Why is this VoIP technology not a thing in most games?

Why is this VoIP technology not a thing in most games?

Because nobody would use it.

Yeah, it's cool. It sounds like you're really in the game. You walk far away and your voice gets quiet... It echoes when you shout... Gunfire drowns you out... The radio has static and interference... It's cool and immersive.

Now imagine you're actually playing a game with another person, and you're trying to warn them about something up ahead... But they can't hear you because of all the gunfire, or there's radio interference, or whatever. Are you seriously going to put up with that?

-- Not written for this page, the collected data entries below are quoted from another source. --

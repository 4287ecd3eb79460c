//! SQLite-backed [`DocumentStore`].

use async_trait::async_trait;
use chrono::Utc;
use rusqlite::{params, OptionalExtension};
use tracing::debug;

use super::{DocumentStore, ProcessingState};
use crate::db::{from_ms, to_ms, Database};
use crate::error::StoreError;
use crate::job::DocumentId;

/// Document records stored in the `documents` table of a [`Database`].
#[derive(Debug, Clone)]
pub struct SqliteDocumentStore {
    db: Database,
}

impl SqliteDocumentStore {
    pub fn new(db: Database) -> Self {
        Self { db }
    }
}

fn require_row(changed: usize, doc: &str) -> Result<(), StoreError> {
    if changed == 0 {
        return Err(StoreError::NotFound(format!("document '{doc}'")));
    }
    Ok(())
}

#[async_trait]
impl DocumentStore for SqliteDocumentStore {
    async fn begin_run(&self, doc: &DocumentId) -> Result<(), StoreError> {
        let doc = doc.as_str().to_string();
        let now = to_ms(Utc::now());
        self.db
            .call(move |conn| {
                conn.execute(
                    r#"
                    INSERT INTO documents (document_id, progress, complete, error, updated_at_ms)
                    VALUES (?1, 0, 0, NULL, ?2)
                    ON CONFLICT(document_id) DO UPDATE
                    SET complete = 0, error = NULL, updated_at_ms = excluded.updated_at_ms
                    "#,
                    params![doc, now],
                )?;
                Ok(())
            })
            .await
    }

    async fn set_progress(&self, doc: &DocumentId, progress: u8) -> Result<(), StoreError> {
        let doc = doc.as_str().to_string();
        let now = to_ms(Utc::now());
        let progress = i64::from(progress.min(100));
        self.db
            .call(move |conn| {
                let changed = conn.execute(
                    r#"
                    UPDATE documents
                    SET progress = MAX(progress, ?2), updated_at_ms = ?3
                    WHERE document_id = ?1
                    "#,
                    params![doc, progress, now],
                )?;
                require_row(changed, &doc)
            })
            .await
    }

    async fn mark_complete(
        &self,
        doc: &DocumentId,
        page_count: usize,
        artifact_url: &str,
    ) -> Result<(), StoreError> {
        let doc_text = doc.as_str().to_string();
        let url = artifact_url.to_string();
        let pages = i64::try_from(page_count)
            .map_err(|_| StoreError::InvalidInput(format!("page count {page_count} too large")))?;
        let now = to_ms(Utc::now());
        self.db
            .call(move |conn| {
                let changed = conn.execute(
                    r#"
                    UPDATE documents
                    SET progress = 100, complete = 1, error = NULL,
                        page_count = ?2, artifact_url = ?3, updated_at_ms = ?4
                    WHERE document_id = ?1
                    "#,
                    params![doc_text, pages, url, now],
                )?;
                require_row(changed, &doc_text)
            })
            .await?;
        debug!(document_id = %doc, "Document marked complete");
        Ok(())
    }

    async fn mark_failed(&self, doc: &DocumentId, error: &str) -> Result<(), StoreError> {
        let doc = doc.as_str().to_string();
        let error = error.to_string();
        let now = to_ms(Utc::now());
        self.db
            .call(move |conn| {
                conn.execute(
                    r#"
                    INSERT INTO documents (document_id, progress, complete, error, updated_at_ms)
                    VALUES (?1, 0, 0, ?2, ?3)
                    ON CONFLICT(document_id) DO UPDATE
                    SET error = excluded.error, complete = 0, updated_at_ms = excluded.updated_at_ms
                    "#,
                    params![doc, error, now],
                )?;
                Ok(())
            })
            .await
    }

    async fn processing_state(&self, doc: &DocumentId) -> Result<Option<ProcessingState>, StoreError> {
        let doc = doc.as_str().to_string();
        self.db
            .call(move |conn| {
                let row = conn
                    .query_row(
                        r#"
                        SELECT progress, complete, error, page_count, artifact_url, updated_at_ms
                        FROM documents WHERE document_id = ?1
                        "#,
                        params![doc],
                        |row| {
                            Ok((
                                row.get::<_, i64>(0)?,
                                row.get::<_, bool>(1)?,
                                row.get::<_, Option<String>>(2)?,
                                row.get::<_, Option<i64>>(3)?,
                                row.get::<_, Option<String>>(4)?,
                                row.get::<_, i64>(5)?,
                            ))
                        },
                    )
                    .optional()?;
                let Some((progress, complete, error, page_count, artifact_url, updated)) = row
                else {
                    return Ok(None);
                };
                Ok(Some(ProcessingState {
                    progress: progress.clamp(0, 100) as u8,
                    complete,
                    error,
                    page_count: page_count.and_then(|n| usize::try_from(n).ok()),
                    artifact_url,
                    updated_at: from_ms(updated)?,
                }))
            })
            .await
    }
}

Or are you just going to fire up TeamSpeak?

From a simple immersion/novelty standpoint, it's great. And as long as there's no actual tactical/gameplay reason to communicate with each-other, it's fine. I could see it being very popular in some kind of social setting, for example, where your voice is drowned out by the loud music in a virtual bar.

But as soon as there's an actual tactical/gameplay reason to communicate with each-other; that technology is going to go right out the window. As soon as people are trying to communicate enemy positions, or request backup, or shout insults at each-other, or whatever - they're going to get rid of the immersive stuff and go for the tools that allow them to communicate clearly.

There's already tons of options out there... Ventrilo, TeamSpeak, Skype, Google Hangouts, Facetime, Mumble... Nobody is going to put up with getting killed because they couldn't hear somebody warn them about the trap up ahead. Nobody is going to say "damn, that's cool, I died because this awesome VoIP technology prevented me from hearing your warning."

And it isn't like you can prevent this with some kind of anti-cheat technology... There's absolutely nothing stopping me from running Skype or Hangouts or whatever on my phone. There's nothing stopping me from installing TeamSpeak on a crappy old laptop. There's nothing stopping me from picking up the phone and calling you.

The only possible place I could see this happening is in the context of a regulated, competitive match... Like with cash prizes and whatnot... With actual human beings monitoring the whole thing... But, even then, you'd need to have each player in their own soundproof room for it to make any sense.